В момент, когда преданные вассалы советских идолов начали блокировать выступления Ростроповича, случилось маленькое чудо: им не удалось сорвать его участие в концерте американского симфонического оркестра во главе с Сейджи Озавой. Но то, что оказалось вырванным из удручающего контекста гонений маленьким отрывком счастья для Ростроповича, стало тошнотворным прозрением для Вишневской: «По тому, какими благодарными глазами он [Ростропович] смотрел на Озаву, который был лишь в начале своей карьеры, как был признателен каждому артисту за то, что благодаря им он играет в великолепном зале, я вдруг с ужасом увидела, что у Ростроповича в самой глубине четко наметилась будущая губительная трещина, что он очень скоро может полететь вниз». Эти ощущения жены и подруги менее всего нуждаются в сопроводительных комментариях. Только такая отважная и бескомпромиссная женщина, какой была Галина Вишневская, могла стремительно ринуться на помощь дорогому человеку. Так бросаются спасать утопающего, не раздумывая, руководствуясь первым, самым сильным душевным порывом. Она не только сумела открыть глаза мужу («…ты теряешь свое качество великого артиста, который должен быть над толпой, а не с нею, ты теряешь высоту духа»), но и предложить триумфальное и, может быть, единственно возможное решение выхода из тупика.

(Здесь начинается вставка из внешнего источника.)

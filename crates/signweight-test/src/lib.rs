//! Shared test fixtures for SignWeight crates.
//!
//! This crate provides corpora and configurations for testing.
//! It does NOT depend on `signweight-scoring` or `signweight-solver` so
//! both can use it as a dev-dependency.
//!
//! - [`corpora`] - in-memory corpora and the configurations that go with them
//! - [`files`] - the same fixtures written to disk as TSV tables
//!
//! # Usage
//!
//! ```toml
//! [dev-dependencies]
//! signweight-test = { workspace = true }
//! ```
//!
//! ```ignore
//! use signweight_test::corpora::{scenario, scenario_config};
//! ```

pub mod corpora;
pub mod files;

pub use corpora::{from_sequences, scenario, scenario_config};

Великая любовь всегда наделяет партнеров еще и колдовскими способностями к предвидению, нахождению таких божественных форм самореализации, которые способны очаровать мир, перевернуть его представление о способности человека, возвеличить его. Ростропович и Вишневская умудрились не только пробиться сквозь частокол застывших догм, но и прославить свой неординарный союз, сделать свою семью легендой самой противоречивой эпохи. Оказавшись в Лондоне без гроша, выдавленные, выплеснутые из советской емкости, как ненужные остатки жидкости из стакана, они не только не сломались, но продемонстрировали эффект работы плотно сжатой стальной пружины. Уже через год после вынужденной эмиграции Мстислав Ростропович возглавил Вашингтонский симфонический оркестр и превратил его в совершенный музыкальный организм, давая не менее двухсот сезонных концертов и поражая почитателей искусства своей поистине грандиозной работоспособностью.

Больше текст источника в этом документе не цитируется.